And fight he did; his people fought. They dug rifle-pits, the same as white soldiers would. There was fighting for four days. The Bear Coat lost one fifth of his officers and men. He settled to a close siege, shooting with his cannon and trying to starve the Pierced Noses. He was much afraid that Sitting Bull was coming down, and bringing the Sioux. He sent messages to notify General Terry, in the east, and General Howard, in the south.

Chief Joseph's heart ached. His brother Ollicut was dead. Old Toohulhulsote was dead. Looking Glass was dead. Twenty-four others had been killed, and forty-six were wounded. He had over three hundred women and children. Of his own family, only his wife and baby were left to him. Sitting Bull did not come.

"My people were divided about surrendering," he said. "We could have escaped from the Bear Paw Mountains if we had left our wounded, old women and children behind. We were unwilling to do this. We had never heard of a wounded Indian recovering while in the hands of white men. I could not bear to see my wounded men and women suffer any longer."

So he rode out, on the morning of October 5, and surrendered. General Howard had arrived, at the end of his long thirteen-hundred-mile chase, but the surrender was made to Colonel Miles.

Chief Joseph handed over his gun.

"I am tired of fighting. Our chiefs are killed. Looking Glass is dead. Toohulhulsote is dead. The old men are all dead. It is the young men who say yes or no. He who led the young men is dead. [That was Ollicut.] It is cold and we have no blankets. The little children are freezing to death. My people, some of them, have run away to the hills, and have no blankets, no food. No one knows where they are—perhaps freezing to death. I want to have time to look for my children and see how many of them I can find. Maybe I shall find them among the dead."

He raised his hand high, toward the sun.

"Hear me, my chiefs. I am tired. My heart is sick and sad. From where the sun now stands I will fight no more forever."

White Bird had taken a company and escaped to Canada. Colonel Miles promised Chief Joseph that he would ask to have the surrendered people sent back to the Nez Percés' country. Those were the terms. The surrendered people numbered eighty-seven men, three hundred and thirty-one women and children.
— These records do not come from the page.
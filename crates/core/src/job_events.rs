//! Wire-level type discriminators for job stream messages.
//!
//! Every message pushed to an observer carries a `type` field equal to one
//! of the `MSG_TYPE_*` constants. `CLIENT_MSG_*` are the messages an
//! observer may send back over the live connection.

/// A human-readable log line.
pub const MSG_TYPE_LOG: &str = "log";

/// Full job state snapshot (status, progress, optional message/result).
pub const MSG_TYPE_STATUS: &str = "status";

/// Fine-grained progress tick between status snapshots.
pub const MSG_TYPE_PROGRESS: &str = "progress";

/// Paper metadata discovered while fetching.
pub const MSG_TYPE_PAPER: &str = "paper";

/// Token / cost accounting snapshot.
pub const MSG_TYPE_TOKEN: &str = "token";

/// Client request to re-deliver the recorded paper event.
pub const CLIENT_MSG_REPLAY_PAPER: &str = "replay_paper";

/// Close reason sent when an observer falls too far behind.
pub const CLOSE_REASON_LAGGED: &str = "lagged";
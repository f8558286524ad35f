use slidecast_core::ffmpeg::FfmpegError;

/// Failure of one collaborator call or of a whole stage.
#[derive(Debug, thiserror::Error)]
pub enum StageError {
    /// The collaborator has nothing to offer for this input.
    #[error("not available: {0}")]
    NotAvailable(String),

    /// The collaborator does not handle this kind of input at all. Fallback
    /// chains skip such providers without reporting them.
    #[error("unsupported: {0}")]
    Unsupported(String),

    #[error("{provider} failed: {message}")]
    Provider { provider: String, message: String },

    /// Every provider of a fallback chain failed.
    #[error("all providers failed ({0})")]
    Exhausted(String),

    #[error("unknown provider: {0}")]
    UnknownProvider(String),

    #[error("I/O error: {0}")]
    Io(#[from] std::io::Error),

    #[error("ffmpeg error: {0}")]
    Ffmpeg(#[from] FfmpegError),

    #[error("HTTP error: {0}")]
    Http(#[from] reqwest::Error),

    #[error("image error: {0}")]
    Image(#[from] image::ImageError),

    #[error("invalid output: {0}")]
    InvalidOutput(String),

    #[error("collaborator panicked: {0}")]
    Panicked(String),

    #[error("cancelled")]
    Cancelled,
}

impl StageError {
    pub fn provider(provider: impl Into<String>, message: impl Into<String>) -> Self {
        Self::Provider {
            provider: provider.into(),
            message: message.into(),
        }
    }
}
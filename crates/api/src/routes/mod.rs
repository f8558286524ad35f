pub mod health;
pub mod jobs;

use axum::Router;

use crate::state::AppState;

/// Build the `/api/v1` route tree.
///
/// ```text
/// /jobs                        list, create
/// /jobs/{id}                   status snapshot
/// /jobs/{id}/logs              backlog tail (?limit=&kind=)
/// /jobs/{id}/cancel            cooperative cancel (POST)
/// /jobs/{id}/ws                live event stream (WebSocket, ?limit=)
/// ```
pub fn api_routes() -> Router<AppState> {
    Router::new().nest("/jobs", jobs::router())
}
//! Shared application router builder.
//!
//! Provides [`build_app_router`] so both the production binary (`main.rs`)
//! and integration tests (`tests/common/mod.rs`) use the exact same
//! middleware stack.

use std::time::Duration;

use axum::http::header::CONTENT_TYPE;
use axum::http::{HeaderName, HeaderValue, Method, StatusCode};
use axum::Router;
use tower_http::catch_panic::CatchPanicLayer;
use tower_http::cors::CorsLayer;
use tower_http::request_id::{MakeRequestUuid, PropagateRequestIdLayer, SetRequestIdLayer};
use tower_http::timeout::TimeoutLayer;
use tower_http::trace::{DefaultMakeSpan, DefaultOnResponse, TraceLayer};
use tracing::Level;

use crate::config::ServerConfig;
use crate::routes;
use crate::state::AppState;

/// Build the full application [`Router`] with all middleware layers.
///
/// The middleware stack is applied bottom-up:
///
/// 1. CORS
/// 2. Set request ID on incoming requests
/// 3. Structured request/response tracing
/// 4. Propagate request ID to response
/// 5. Request timeout
/// 6. Panic recovery (catch panics, return 500)
pub fn build_app_router(state: AppState, config: &ServerConfig) -> Router {
    let cors = build_cors_layer(config);
    let request_id_header = HeaderName::from_static("x-request-id");

    Router::new()
        // Health check at root level (not under /api/v1).
        .merge(routes::health::router())
        .nest("/api/v1", routes::api_routes())
        .layer(CatchPanicLayer::new())
        .layer(TimeoutLayer::with_status_code(
            StatusCode::REQUEST_TIMEOUT,
            Duration::from_secs(config.request_timeout_secs),
        ))
        .layer(PropagateRequestIdLayer::new(request_id_header.clone()))
        .layer(
            TraceLayer::new_for_http()
                .make_span_with(DefaultMakeSpan::new().level(Level::INFO))
                .on_response(DefaultOnResponse::new().level(Level::INFO)),
        )
        .layer(SetRequestIdLayer::new(request_id_header, MakeRequestUuid))
        .layer(cors)
        .with_state(state)
}

/// Build the CORS middleware layer from server configuration.
///
/// Origins are validated when the configuration is loaded; anything that
/// still fails to parse here is skipped with a warning.
pub fn build_cors_layer(config: &ServerConfig) -> CorsLayer {
    let origins: Vec<HeaderValue> = config
        .cors_origins
        .iter()
        .filter_map(|origin| match origin.parse() {
            Ok(value) => Some(value),
            Err(e) => {
                tracing::warn!(origin = %origin, error = %e, "Ignoring invalid CORS origin");
                None
            }
        })
        .collect();

    CorsLayer::new()
        .allow_origin(origins)
        .allow_methods([Method::GET, Method::POST])
        .allow_headers([CONTENT_TYPE])
        .allow_credentials(true)
        .max_age(Duration::from_secs(3600))
}
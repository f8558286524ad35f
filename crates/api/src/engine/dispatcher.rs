//! Job dispatcher.
//!
//! Every accepted request gets a registry record, the job's single
//! publisher and one tokio task running the pipeline. Each task holds a
//! child of the dispatcher's shutdown token, so shutting down cancels every
//! running job at once.

use std::collections::HashMap;
use std::sync::{Arc, Mutex, MutexGuard, PoisonError};
use std::time::Duration;

use slidecast_core::error::CoreError;
use slidecast_core::request::JobRequest;
use slidecast_core::types::JobId;
use slidecast_events::EventBus;
use slidecast_pipeline::PipelineRunner;
use tokio_util::sync::CancellationToken;
use tokio_util::task::TaskTracker;

use crate::error::AppResult;

type RunningJobs = Arc<Mutex<HashMap<JobId, CancellationToken>>>;

pub struct JobDispatcher {
    bus: EventBus,
    runner: PipelineRunner,
    running: RunningJobs,
    tracker: TaskTracker,
    shutdown: CancellationToken,
}

impl JobDispatcher {
    pub fn new(bus: EventBus, runner: PipelineRunner) -> Self {
        Self {
            bus,
            runner,
            running: Arc::new(Mutex::new(HashMap::new())),
            tracker: TaskTracker::new(),
            shutdown: CancellationToken::new(),
        }
    }

    /// Validate `request`, create its job and start the runner task.
    ///
    /// Returns as soon as the job is registered; the run continues in the
    /// background.
    pub fn submit(&self, request: JobRequest) -> AppResult<JobId> {
        request.validate()?;
        self.runner.validate(&request)?;
        if self.shutdown.is_cancelled() {
            return Err(CoreError::Conflict("server is shutting down".to_string()).into());
        }

        let mode = request.mode.name();
        let job_id = self.bus.registry().create(mode);
        let publisher = self.bus.claim_publisher(&job_id)?;
        let cancel = self.shutdown.child_token();
        lock(&self.running).insert(job_id, cancel.clone());

        let runner = self.runner.clone();
        let running = Arc::clone(&self.running);
        self.tracker.spawn(async move {
            let status = runner.run(publisher, request, cancel).await;
            lock(&running).remove(&job_id);
            tracing::info!(job_id = %job_id, %status, "Job finished");
        });

        tracing::info!(job_id = %job_id, mode, "Job submitted");
        Ok(job_id)
    }

    /// Request cooperative cancellation of a running job.
    ///
    /// `NotFound` for unknown ids, `Conflict` once the job is terminal.
    pub fn cancel(&self, id: &JobId) -> AppResult<()> {
        let snapshot = self.bus.registry().get(id)?;
        if snapshot.status.is_terminal() {
            return Err(CoreError::Conflict(format!(
                "job {id} is already {} and cannot be cancelled",
                snapshot.status
            ))
            .into());
        }

        match lock(&self.running).get(id) {
            Some(token) => {
                token.cancel();
                tracing::info!(job_id = %id, "Job cancellation requested");
                Ok(())
            }
            None => Err(CoreError::Conflict(format!("job {id} is not running")).into()),
        }
    }

    /// Number of runner tasks that have not finished yet.
    pub fn running_count(&self) -> usize {
        lock(&self.running).len()
    }

    /// Cancel every running job and wait up to `timeout` for the runners to
    /// publish their final status. New submissions are refused afterwards.
    pub async fn shutdown(&self, timeout: Duration) {
        self.shutdown.cancel();
        self.tracker.close();
        let pending = self.tracker.len();
        tracing::info!(pending, "Cancelling running jobs");

        if tokio::time::timeout(timeout, self.tracker.wait()).await.is_err() {
            tracing::warn!(
                pending = self.tracker.len(),
                timeout_secs = timeout.as_secs(),
                "Runners still active after shutdown timeout",
            );
        } else {
            tracing::info!("All runners stopped");
        }
    }
}

fn lock(running: &Mutex<HashMap<JobId, CancellationToken>>) -> MutexGuard<'_, HashMap<JobId, CancellationToken>> {
    running.lock().unwrap_or_else(PoisonError::into_inner)
}
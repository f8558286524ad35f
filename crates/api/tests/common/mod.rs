#![allow(dead_code)]

use std::sync::Arc;
use std::time::Duration;

use axum::body::Body;
use axum::http::{Request, Response, StatusCode};
use axum::Router;
use http_body_util::BodyExt;
use tempfile::TempDir;
use tower::ServiceExt;

use slidecast_api::config::ServerConfig;
use slidecast_api::engine::JobDispatcher;
use slidecast_api::router::build_app_router;
use slidecast_api::state::AppState;
use slidecast_api::ws::WsManager;
use slidecast_events::{EventBus, JobRegistry};
use slidecast_pipeline::{builtin, PipelineConfig, PipelineRunner};

/// A fully wired application plus the state behind it.
///
/// Holds the output directory so it lives as long as the app.
pub struct TestApp {
    pub router: Router,
    pub state: AppState,
    _output: TempDir,
}

impl TestApp {
    /// A fresh clone of the router, ready for `oneshot`.
    pub fn app(&self) -> Router {
        self.router.clone()
    }
}

/// Build a test `ServerConfig` with safe defaults.
///
/// Pipelines run with dry-run collaborators so no network, image or
/// ffmpeg work happens; `delay` is applied to every collaborator call.
pub fn test_config(output_dir: &TempDir, delay: Duration) -> ServerConfig {
    ServerConfig {
        host: "127.0.0.1".to_string(),
        port: 0,
        cors_origins: vec!["http://localhost:5173".to_string()],
        request_timeout_secs: 30,
        shutdown_timeout_secs: 5,
        pipeline: PipelineConfig {
            output_dir: output_dir.path().to_path_buf(),
            dry_run: true,
            dry_run_delay: delay,
            ..PipelineConfig::default()
        },
        ..ServerConfig::default()
    }
}

/// Build the full application router with instant dry-run pipelines.
pub fn build_test_app() -> TestApp {
    build_test_app_with_delay(Duration::ZERO)
}

/// Build the full application router whose pipelines pause for `delay`
/// inside every collaborator call.
///
/// Uses the same `build_app_router` as `main.rs` so integration tests
/// exercise the production middleware stack.
pub fn build_test_app_with_delay(delay: Duration) -> TestApp {
    let output = tempfile::tempdir().unwrap();
    build_test_app_from(test_config(&output, delay), output)
}

pub fn build_test_app_from(config: ServerConfig, output: TempDir) -> TestApp {
    let registry = Arc::new(JobRegistry::new(config.backlog_retention));
    let bus = EventBus::new(registry, config.observer_queue_capacity);
    let collaborators = builtin::collaborators(&config.pipeline).unwrap();
    let runner = PipelineRunner::new(Arc::new(collaborators), &config.pipeline);

    let state = AppState {
        config: Arc::new(config.clone()),
        bus: bus.clone(),
        dispatcher: Arc::new(JobDispatcher::new(bus, runner)),
        ws_manager: Arc::new(WsManager::new()),
    };

    TestApp {
        router: build_app_router(state.clone(), &config),
        state,
        _output: output,
    }
}

// ---------------------------------------------------------------------------
// Request helpers
// ---------------------------------------------------------------------------

pub async fn get(app: Router, uri: &str) -> Response<Body> {
    let request = Request::builder().uri(uri).body(Body::empty()).unwrap();
    app.oneshot(request).await.unwrap()
}

pub async fn post(app: Router, uri: &str) -> Response<Body> {
    let request = Request::builder()
        .method("POST")
        .uri(uri)
        .body(Body::empty())
        .unwrap();
    app.oneshot(request).await.unwrap()
}

pub async fn post_json(app: Router, uri: &str, body: serde_json::Value) -> Response<Body> {
    post_raw(app, uri, body.to_string()).await
}

pub async fn post_raw(app: Router, uri: &str, body: String) -> Response<Body> {
    let request = Request::builder()
        .method("POST")
        .uri(uri)
        .header("content-type", "application/json")
        .body(Body::from(body))
        .unwrap();
    app.oneshot(request).await.unwrap()
}

pub async fn body_json(response: Response<Body>) -> serde_json::Value {
    let bytes = response.into_body().collect().await.unwrap().to_bytes();
    serde_json::from_slice(&bytes).unwrap()
}

// ---------------------------------------------------------------------------
// Job helpers
// ---------------------------------------------------------------------------

/// Create a job and return its id as sent by the API.
pub async fn create_job(app: Router, body: serde_json::Value) -> String {
    let response = post_json(app, "/api/v1/jobs", body).await;
    assert_eq!(response.status(), StatusCode::CREATED);
    let json = body_json(response).await;
    json["data"]["job_id"].as_str().unwrap().to_string()
}

/// Poll the job until its status is terminal and return the snapshot.
pub async fn wait_for_terminal(app: Router, job_id: &str) -> serde_json::Value {
    let uri = format!("/api/v1/jobs/{job_id}");
    for _ in 0..500 {
        let json = body_json(get(app.clone(), &uri).await).await;
        let status = json["data"]["status"].as_str().unwrap_or_default();
        if matches!(status, "succeeded" | "failed" | "cancelled") {
            return json["data"].clone();
        }
        tokio::time::sleep(Duration::from_millis(10)).await;
    }
    panic!("job {job_id} did not finish in time");
}
//! slidecast API server library.
//!
//! Exposes the building blocks (config, state, error handling, routes,
//! job dispatcher, WebSocket infrastructure) so integration tests and the
//! binary entrypoint can both access them.

pub mod config;
pub mod engine;
pub mod error;
pub mod handlers;
pub mod query;
pub mod response;
pub mod router;
pub mod routes;
pub mod state;
pub mod ws;
//! End-to-end tests for the live job stream at `/api/v1/jobs/{id}/ws`.
//!
//! Each test serves the full router on an ephemeral port and connects with
//! a real WebSocket client.

mod common;

use std::net::SocketAddr;
use std::time::Duration;

use futures::{SinkExt, StreamExt};
use serde_json::{json, Value};
use slidecast_core::types::JobId;
use tokio::net::TcpStream;
use tokio_tungstenite::tungstenite::protocol::frame::coding::CloseCode;
use tokio_tungstenite::tungstenite::protocol::CloseFrame;
use tokio_tungstenite::tungstenite::Message;
use tokio_tungstenite::{connect_async, MaybeTlsStream, WebSocketStream};

use common::{create_job, wait_for_terminal, TestApp};

type Client = WebSocketStream<MaybeTlsStream<TcpStream>>;

// ---------------------------------------------------------------------------
// Helpers
// ---------------------------------------------------------------------------

async fn serve(test: &TestApp) -> SocketAddr {
    let listener = tokio::net::TcpListener::bind("127.0.0.1:0").await.unwrap();
    let addr = listener.local_addr().unwrap();
    let router = test.app();
    tokio::spawn(async move {
        axum::serve(listener, router).await.unwrap();
    });
    addr
}

async fn connect(addr: SocketAddr, job_id: &str, query: &str) -> Client {
    let url = format!("ws://{addr}/api/v1/jobs/{job_id}/ws{query}");
    let (ws, _) = connect_async(url).await.expect("WebSocket connect failed");
    ws
}

/// Next JSON event from the server, skipping control frames.
async fn next_event(ws: &mut Client) -> Value {
    loop {
        let frame = tokio::time::timeout(Duration::from_secs(10), ws.next())
            .await
            .expect("Timed out waiting for an event")
            .expect("Stream ended")
            .expect("WebSocket error");
        match frame {
            Message::Text(text) => return serde_json::from_str(&text).unwrap(),
            Message::Ping(_) | Message::Pong(_) => continue,
            other => panic!("Unexpected frame: {other:?}"),
        }
    }
}

/// Read events until the terminal status arrives.
async fn read_until_terminal(ws: &mut Client) -> Vec<Value> {
    let mut events = Vec::new();
    loop {
        let event = next_event(ws).await;
        let terminal = event["type"] == "status"
            && matches!(
                event["status"].as_str(),
                Some("succeeded" | "failed" | "cancelled")
            );
        events.push(event);
        if terminal {
            return events;
        }
    }
}

/// Poll the bus until `job_id` has exactly `expected` live observers.
async fn wait_for_observers(test: &TestApp, job_id: &JobId, expected: usize) {
    for _ in 0..500 {
        if test.state.bus.observer_count(job_id).unwrap() == expected {
            return;
        }
        tokio::time::sleep(Duration::from_millis(5)).await;
    }
    panic!(
        "expected {expected} observers, found {}",
        test.state.bus.observer_count(job_id).unwrap()
    );
}

fn seqs(events: &[Value]) -> Vec<u64> {
    events.iter().map(|e| e["seq"].as_u64().unwrap()).collect()
}

// ---------------------------------------------------------------------------
// Test: an observer sees every event exactly once, in order
// ---------------------------------------------------------------------------

#[tokio::test]
async fn stream_delivers_backlog_then_live_without_gaps() {
    let test = common::build_test_app_with_delay(Duration::from_millis(20));
    let addr = serve(&test).await;
    let job_id = create_job(test.app(), json!({"mode": "demo"})).await;

    let mut ws = connect(addr, &job_id, "?limit=1000").await;
    let events = read_until_terminal(&mut ws).await;

    let expected: Vec<u64> = (0..events.len() as u64).collect();
    assert_eq!(seqs(&events), expected);
    assert_eq!(events.last().unwrap()["status"], "succeeded");

    let snapshot = wait_for_terminal(test.app(), &job_id).await;
    assert_eq!(snapshot["event_count"], events.len() as u64);
}

// ---------------------------------------------------------------------------
// Test: concurrent observers receive identical sequences
// ---------------------------------------------------------------------------

#[tokio::test]
async fn concurrent_observers_see_identical_sequences() {
    let test = common::build_test_app_with_delay(Duration::from_millis(20));
    let addr = serve(&test).await;
    let job_id = create_job(test.app(), json!({"mode": "demo"})).await;

    let mut first = connect(addr, &job_id, "?limit=1000").await;
    tokio::time::sleep(Duration::from_millis(50)).await;
    let mut second = connect(addr, &job_id, "?limit=1000").await;

    let (a, b) = tokio::join!(
        read_until_terminal(&mut first),
        read_until_terminal(&mut second)
    );

    assert_eq!(a, b);
}

// ---------------------------------------------------------------------------
// Test: a late observer gets the requested tail of the backlog
// ---------------------------------------------------------------------------

#[tokio::test]
async fn late_observer_receives_backlog_tail() {
    let test = common::build_test_app();
    let addr = serve(&test).await;
    let job_id = create_job(test.app(), json!({"mode": "demo"})).await;
    let snapshot = wait_for_terminal(test.app(), &job_id).await;
    let total = snapshot["event_count"].as_u64().unwrap();

    let mut ws = connect(addr, &job_id, "?limit=2").await;
    let events = vec![next_event(&mut ws).await, next_event(&mut ws).await];

    assert_eq!(seqs(&events), vec![total - 2, total - 1]);
    assert_eq!(events[1]["status"], "succeeded");

    // Nothing follows the terminal event.
    let more = tokio::time::timeout(Duration::from_millis(200), ws.next()).await;
    assert!(more.is_err(), "no frames expected after the backlog");
}

// ---------------------------------------------------------------------------
// Test: the socket stays open after the terminal event and answers
// replay_paper requests
// ---------------------------------------------------------------------------

#[tokio::test]
async fn replay_paper_after_terminal_event() {
    let test = common::build_test_app();
    let addr = serve(&test).await;
    let job_id = create_job(test.app(), json!({"mode": "demo"})).await;
    wait_for_terminal(test.app(), &job_id).await;

    let mut ws = connect(addr, &job_id, "?limit=1000").await;
    let events = read_until_terminal(&mut ws).await;
    let paper = events
        .iter()
        .find(|e| e["type"] == "paper")
        .expect("paper event in backlog")
        .clone();

    ws.send(Message::Text(json!({"type": "replay_paper"}).to_string()))
        .await
        .unwrap();
    let replayed = next_event(&mut ws).await;
    assert_eq!(replayed, paper);

    // Unknown client messages are ignored; the connection stays usable.
    ws.send(Message::Text("{\"type\":\"hello\"}".to_string()))
        .await
        .unwrap();
    ws.send(Message::Text(json!({"type": "replay_paper"}).to_string()))
        .await
        .unwrap();
    assert_eq!(next_event(&mut ws).await, paper);

    ws.close(None).await.unwrap();
}

// ---------------------------------------------------------------------------
// Test: connections are tracked while open
// ---------------------------------------------------------------------------

#[tokio::test]
async fn connections_are_registered_while_open() {
    let test = common::build_test_app();
    let addr = serve(&test).await;
    let job_id = create_job(test.app(), json!({"mode": "demo"})).await;
    wait_for_terminal(test.app(), &job_id).await;

    let mut ws = connect(addr, &job_id, "?limit=1").await;
    next_event(&mut ws).await;
    assert_eq!(test.state.ws_manager.connection_count().await, 1);

    ws.close(None).await.unwrap();
    for _ in 0..100 {
        if test.state.ws_manager.connection_count().await == 0 {
            break;
        }
        tokio::time::sleep(Duration::from_millis(10)).await;
    }
    assert_eq!(test.state.ws_manager.connection_count().await, 0);
}

// ---------------------------------------------------------------------------
// Test: a vanished client is unsubscribed and the job keeps running
// ---------------------------------------------------------------------------

#[tokio::test]
async fn dropped_client_unsubscribes_without_stopping_the_job() {
    let test = common::build_test_app_with_delay(Duration::from_millis(20));
    let addr = serve(&test).await;
    let job_id = create_job(test.app(), json!({"mode": "demo"})).await;
    let id = JobId::parse(&job_id).unwrap();

    let ws = connect(addr, &job_id, "?limit=0").await;
    wait_for_observers(&test, &id, 1).await;

    // No Close frame: the TCP connection just goes away.
    drop(ws);
    wait_for_observers(&test, &id, 0).await;

    let snapshot = wait_for_terminal(test.app(), &job_id).await;
    assert_eq!(snapshot["status"], "succeeded");
}

// ---------------------------------------------------------------------------
// Test: an observer that falls behind is closed with 1008 "lagged"
// ---------------------------------------------------------------------------

#[tokio::test]
async fn lagging_observer_is_closed_with_policy_code() {
    let output = tempfile::tempdir().unwrap();
    let mut config = common::test_config(&output, Duration::from_millis(20));
    config.observer_queue_capacity = 1;
    let test = common::build_test_app_from(config, output);
    let addr = serve(&test).await;
    let job_id = create_job(test.app(), json!({"mode": "demo"})).await;

    let mut ws = connect(addr, &job_id, "?limit=0").await;

    let close = loop {
        let frame = tokio::time::timeout(Duration::from_secs(10), ws.next())
            .await
            .expect("Timed out waiting for the close frame")
            .expect("Stream ended without a close frame")
            .expect("WebSocket error");
        match frame {
            Message::Close(frame) => break frame,
            Message::Text(_) | Message::Ping(_) | Message::Pong(_) => continue,
            other => panic!("Unexpected frame: {other:?}"),
        }
    };

    let CloseFrame { code, reason } = close.expect("Close frame without payload");
    assert_eq!(code, CloseCode::Policy);
    assert_eq!(reason, "lagged");

    // The job itself is unaffected by the dropped observer.
    let snapshot = wait_for_terminal(test.app(), &job_id).await;
    assert_eq!(snapshot["status"], "succeeded");
}

// ---------------------------------------------------------------------------
// Test: unknown and malformed job ids are refused before upgrading
// ---------------------------------------------------------------------------

#[tokio::test]
async fn unknown_job_is_refused_with_404() {
    let test = common::build_test_app();
    let addr = serve(&test).await;

    for id in ["0123456789abcdef0123456789abcdef", "not-a-job"] {
        let url = format!("ws://{addr}/api/v1/jobs/{id}/ws");
        match connect_async(url).await {
            Err(tokio_tungstenite::tungstenite::Error::Http(response)) => {
                assert_eq!(response.status(), 404);
            }
            other => panic!("Expected HTTP 404, got {:?}", other.map(|_| ())),
        }
    }
}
"Thus," reported General Sheridan, the head of the army, "has terminated one of the most extraordinary Indian wars of which there is any record. The Indians throughout displayed a courage and skill that elicited universal praise; they abstained from scalping, let captive women go free, did not commit indiscriminate murder of peaceful families, which is usual, and fought with almost scientific skill, using advance and rear guards, skirmish lines and field fortifications."